The pilot held a valid class 2 medical certificate that was issued on 3 November 2023 and was valid until 12 November 2025. The class 2 was issued with a restriction requiring that reading correction must be available in flight and that the pilot must not fly within 24 hours of medical therapy.

Fatigue

The pilot reported that at the time of the occurrence they felt fully alert and wide awake. They indicated that they had slept 8 hours in the last 24 hours and 17 hours in the last 48 hours prior to the occurrence.

The ATSB considered that fatigue was unlikely to have affected the pilot’s performance at the time of the occurrence.

Instrument flight

As part of the pilot’s initial flight training for their licence, they recalled conducting 2‍–‍3 hours instrument flying with no visual references. However, since that time, they reported that they had not conducted any further instrument flight since their initial training. 

Aircraft information

The Cessna 182T is a 4-seat, single engine, high-winged aircraft and is powered by a 6‑cylinder fuel-injected 235 hp (175 kW) Lycoming TIO-540-AK1A piston engine.

VH-TSS was manufactured in the United States in 2005 and was first registered in Australia to the pilot in April 2010. The aircraft was certified to be flown by day and night under visual flight rules (VFR)[2] and was only operated for private operations.

The pilot recorded the total time in service of the aircraft as 2,761.8 hours after arriving at Charters Towers. 

Cessna 182 stall speeds

The Cessna 182T pilot operating handbook (POH) indicated the following stall speeds for the aircraft.

 - flaps up, power idle 54 knots calibrated airspeed[3] (KCAS)
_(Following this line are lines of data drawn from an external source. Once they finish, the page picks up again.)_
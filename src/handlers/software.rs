use axum::body::Bytes;
use axum::extract::{Query, State};
use axum::response::Response;

use crate::error::AppError;
use crate::models::AppState;
use crate::provision::batch::{run_batch, BatchKind};
use crate::services::{resolve_install, InstallRequest, CATALOG};
use crate::templates::SoftwareTemplate;
use crate::utils::{first_value, parse_urlencoded_body};

use super::helpers::{host_addresses, render_report, render_template, FlashQuery};

pub async fn software_get(State(state): State<AppState>, Query(flash): Query<FlashQuery>) -> Response {
    let globals = flash.globals();
    render_template(SoftwareTemplate {
        flash_messages: globals.flash_messages,
        has_flash_messages: globals.has_flash_messages,
        version: globals.version,
        addresses: host_addresses(&state),
        catalog: CATALOG,
        package_manager: state.settings.package_manager.as_str(),
    })
}

pub async fn install_software(State(state): State<AppState>, body: Bytes) -> Result<Response, AppError> {
    let form = parse_urlencoded_body(&body);
    let address = first_value(&form, "server_ip")
        .or_else(|| first_value(&form, "ip"))
        .ok_or_else(|| AppError::bad_request("Server IP is required"))?
        .to_string();
    if !state.registry.contains(&address) {
        return Err(AppError::NotFound("Server not found".to_string()));
    }

    let request = InstallRequest::from_form(
        first_value(&form, "software_type").unwrap_or(""),
        first_value(&form, "common_software"),
        first_value(&form, "custom_software"),
    )?;
    let operation = resolve_install(&request)?;
    tracing::info!(address = %address, ?request, "Installing software");

    let report = run_batch(
        &state.registry,
        state.shell.as_ref(),
        &state.settings,
        &address,
        BatchKind::Install,
        |_, builder| builder.push(operation),
    )
    .await?;
    Ok(render_report(report))
}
 - flaps full, power idle 49 KCAS

The POH indicated that 54 KCAS would show as 50 kt indicated airspeed (IAS) to the pilot with no flap selected.
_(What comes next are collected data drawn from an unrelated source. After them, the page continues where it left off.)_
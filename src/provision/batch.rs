//! One batch, end to end, against one host.

use std::fmt::Write as _;

use crate::config::Settings;
use crate::models::HostRecord;
use crate::services::registry::HostRegistry;

use super::executor::{RemoteShell, RemoteTarget};
use super::script::{ScriptBuilder, ScriptPlan};

/// Which kind of request produced the batch. Drives the log narrative.
#[derive(Clone, Copy, Debug, PartialEq, Eq)]
pub enum BatchKind {
    Create,
    DeleteSheet,
    DeleteSingle,
    DeleteSelected,
    DeleteAll,
    Install,
}

impl BatchKind {
    pub fn label(&self) -> &'static str {
        match self {
            BatchKind::Create => "create accounts",
            BatchKind::DeleteSheet => "delete accounts from sheet",
            BatchKind::DeleteSingle => "delete account",
            BatchKind::DeleteSelected => "delete selected accounts",
            BatchKind::DeleteAll => "delete all accounts",
            BatchKind::Install => "install software",
        }
    }

    /// Heading for the rendered log page.
    pub fn title(&self) -> &'static str {
        match self {
            BatchKind::Create => "User Creation Log",
            BatchKind::DeleteSheet => "User Deletion Log",
            BatchKind::DeleteSingle => "Delete User",
            BatchKind::DeleteSelected => "Delete Selected Users",
            BatchKind::DeleteAll => "Delete All Users",
            BatchKind::Install => "Software Installation Log",
        }
    }
}

/// What happened on the remote side.
#[derive(Clone, Debug, PartialEq, Eq)]
pub enum RemoteStatus {
    /// Nothing valid to run, so no session was opened.
    Skipped,
    /// The shell ran; a non-zero status only says the last line failed.
    Completed { exit_status: Option<i32> },
    /// Connection, authentication, session or deadline failure.
    Failed(String),
}

impl RemoteStatus {
    pub fn is_failure(&self) -> bool {
        matches!(self, RemoteStatus::Failed(_))
            || matches!(self, RemoteStatus::Completed { exit_status: Some(code) } if *code != 0)
    }
}

/// Result of one batch.
///
/// `intended` lists the usernames the script targeted. The roster has already
/// been reconciled against that set, whatever `remote` says: it reflects
/// intended, not confirmed, remote state.
#[derive(Clone, Debug)]
pub struct BatchReport {
    pub address: String,
    pub kind: BatchKind,
    pub log: String,
    pub intended: Vec<String>,
    pub statements: usize,
    pub rejected: usize,
    pub remote: RemoteStatus,
    pub roster_size: usize,
    pub persist_error: Option<String>,
}

#[derive(Debug, thiserror::Error)]
pub enum BatchError {
    #[error("❌ IP not found in records: {0}")]
    UnknownHost(String),
}

/// Run one batch against `address`.
///
/// The host stays locked from plan to persist, so two batches against the
/// same host never interleave. `fill` populates the script builder from the
/// locked host record.
pub async fn run_batch<F>(
    registry: &HostRegistry,
    shell: &dyn RemoteShell,
    settings: &Settings,
    address: &str,
    kind: BatchKind,
    fill: F,
) -> Result<BatchReport, BatchError>
where
    F: FnOnce(&HostRecord, &mut ScriptBuilder<'_>),
{
    let unknown = || BatchError::UnknownHost(address.to_string());
    let guard = registry.lock_host(address).await.map_err(|_| unknown())?;
    let host = registry.get(address).ok_or_else(unknown)?;

    let plan = {
        let mut builder = ScriptBuilder::new(&host.root_password, settings.package_manager);
        fill(&host, &mut builder);
        builder.finish()
    };

    let mut log = String::new();
    for d in &plan.diagnostics {
        let _ = writeln!(log, "{}", d);
    }
    write_preamble(&mut log, kind, address, &plan, settings);

    let remote = if plan.is_empty() {
        if kind != BatchKind::Install {
            log.push_str("⚠️ No valid user entries found.\n");
        }
        RemoteStatus::Skipped
    } else {
        let target = RemoteTarget {
            address: address.to_string(),
            port: settings.ssh_port,
            username: host.root_username.clone(),
            secret: host.root_password.clone(),
        };
        match shell.run_script(&target, &plan.script).await {
            Ok(output) => {
                write_outcome(&mut log, kind, None, output.exit_status);
                log.push_str(&output.transcript);
                if !output.transcript.is_empty() && !output.transcript.ends_with('\n') {
                    log.push('\n');
                }
                RemoteStatus::Completed {
                    exit_status: output.exit_status,
                }
            }
            Err(e) => {
                tracing::warn!(address, %e, kind = kind.label(), "Remote batch failed");
                write_outcome(&mut log, kind, Some(&e.to_string()), None);
                RemoteStatus::Failed(e.to_string())
            }
        }
    };

    let roster = super::reconcile::reconcile(&host.accounts, &plan.intent);
    let roster_size = roster.len();
    let persist_error = if plan.intent.is_empty() {
        None
    } else {
        match registry.replace_accounts(&guard, roster).await {
            Ok(()) => None,
            Err(e) => {
                tracing::error!(address, %e, "Failed to persist host registry");
                let _ = writeln!(log, "❌ Failed to save host records: {}", e);
                Some(e.to_string())
            }
        }
    };

    if kind == BatchKind::DeleteAll && persist_error.is_none() {
        let _ = writeln!(log, "\n✅ All users have been deleted from server {}", address);
    }

    let report = BatchReport {
        address: address.to_string(),
        kind,
        log,
        intended: plan.intent.usernames(),
        statements: plan.statement_count(),
        rejected: plan.diagnostics.len(),
        remote,
        roster_size,
        persist_error,
    };
    tracing::info!(
        address,
        kind = report.kind.label(),
        statements = report.statements,
        rejected = report.rejected,
        roster = report.roster_size,
        "Batch complete"
    );
    Ok(report)
}

fn write_preamble(log: &mut String, kind: BatchKind, address: &str, plan: &ScriptPlan, settings: &Settings) {
    let targets = plan.intent.usernames();
    match kind {
        BatchKind::DeleteSelected => {
            let _ = writeln!(log, "🗑️ Deleting {} selected users from {}\n", targets.len(), address);
        }
        BatchKind::DeleteAll | BatchKind::DeleteSheet if !targets.is_empty() => {
            if kind == BatchKind::DeleteAll {
                let _ = writeln!(log, "🗑️ Deleting ALL {} users from server {}\n", targets.len(), address);
            } else {
                let _ = writeln!(log, "🗑️ Deleting {} users from server {}\n", targets.len(), address);
            }
            log.push_str("Users being deleted:\n");
            for name in &targets {
                let _ = writeln!(log, "- {}", name);
            }
            log.push_str("\nExecution Log:\n");
        }
        BatchKind::Install => {
            log.push_str("📦 Software Installation Log\n\n");
            let _ = writeln!(log, "Server: {}", address);
            for op in &plan.operations {
                let _ = writeln!(log, "Command: {}", op.describe(settings.package_manager));
            }
            log.push('\n');
        }
        _ => {}
    }
}

fn write_outcome(log: &mut String, kind: BatchKind, error: Option<&str>, exit_status: Option<i32>) {
    match (kind, error) {
        (BatchKind::Install, Some(e)) => {
            let _ = writeln!(log, "❌ Installation failed: {}\n", e);
        }
        (BatchKind::Install, None) => {
            match exit_status {
                Some(code) if code != 0 => {
                    let _ = writeln!(log, "❌ Installation failed: exit status {}\n", code);
                }
                _ => log.push_str("✅ Installation command executed successfully\n\n"),
            }
            log.push_str("Output:\n");
        }
        (_, Some(e)) => {
            let _ = writeln!(log, "❌ Remote script execution failed: {}", e);
        }
        (_, None) => {
            if let Some(code) = exit_status.filter(|c| *c != 0) {
                let _ = writeln!(log, "❌ Remote script execution failed: exit status {}", code);
            }
        }
    }
}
The POH also stated the stall speeds at known angles of bank at the aircraft’s maximum all up weight of 1,406 kg. The POH indicated that the stall speeds increased as the aircraft’s angle of bank increased.

Garmin G1000 terrain proximity 

The aircraft instrument panel contained the Garmin G1000 display unit, which consisted of a primary flight display and multifunction display.

Colours are used to represent obstacles and aircraft altitude when the terrain proximity page is selected for display. Terrain proximity uses black, yellow, and red to represent terrain information relative to aircraft altitude. The colour of each obstacle is associated with the altitude of the aircraft (Figure 5):

• black indicates terrain more than 1,000 ft below aircraft altitude
• yellow indicates terrain between 100 ft and 1,000 ft below the aircraft altitude
• red indicates terrain is above or within 100 ft below the aircraft altitude.

Figure 5: Garmin terrain proximity caution and warning 

Source: Garmin G1000 pilot’s guide Cessna NAV III

Autopilot

VH-TSS was fitted with a KAP 140 2-axis autopilot system, which provided both lateral and vertical modes and allowed the pilot to preselect an altitude.

The KAP 140 manual stated that when the autopilot was initially engaged, it activated the basic roll mode which levelled the aircraft wings and also engaged the vertical speed hold mode. This would capture the aircraft’s current vertical speed at the time of the autopilot engagement.

The manual provided a warning on the use of vertical speed mode stating:

When operating at or near the best rate of climb airspeed, at climb power settings, and using vertical speed hold, it is easy to decelerate to an airspeed where continued decreases in airspeed will result in a reduced rate of climb. Continued operation in vertical speed mode can result in a stall.

The engagement of the heading button would arm the heading mode, which would command the aircraft to turn to and maintain the heading selected on either the horizontal situation indicator[4] (HSI) or the directional gyroscope.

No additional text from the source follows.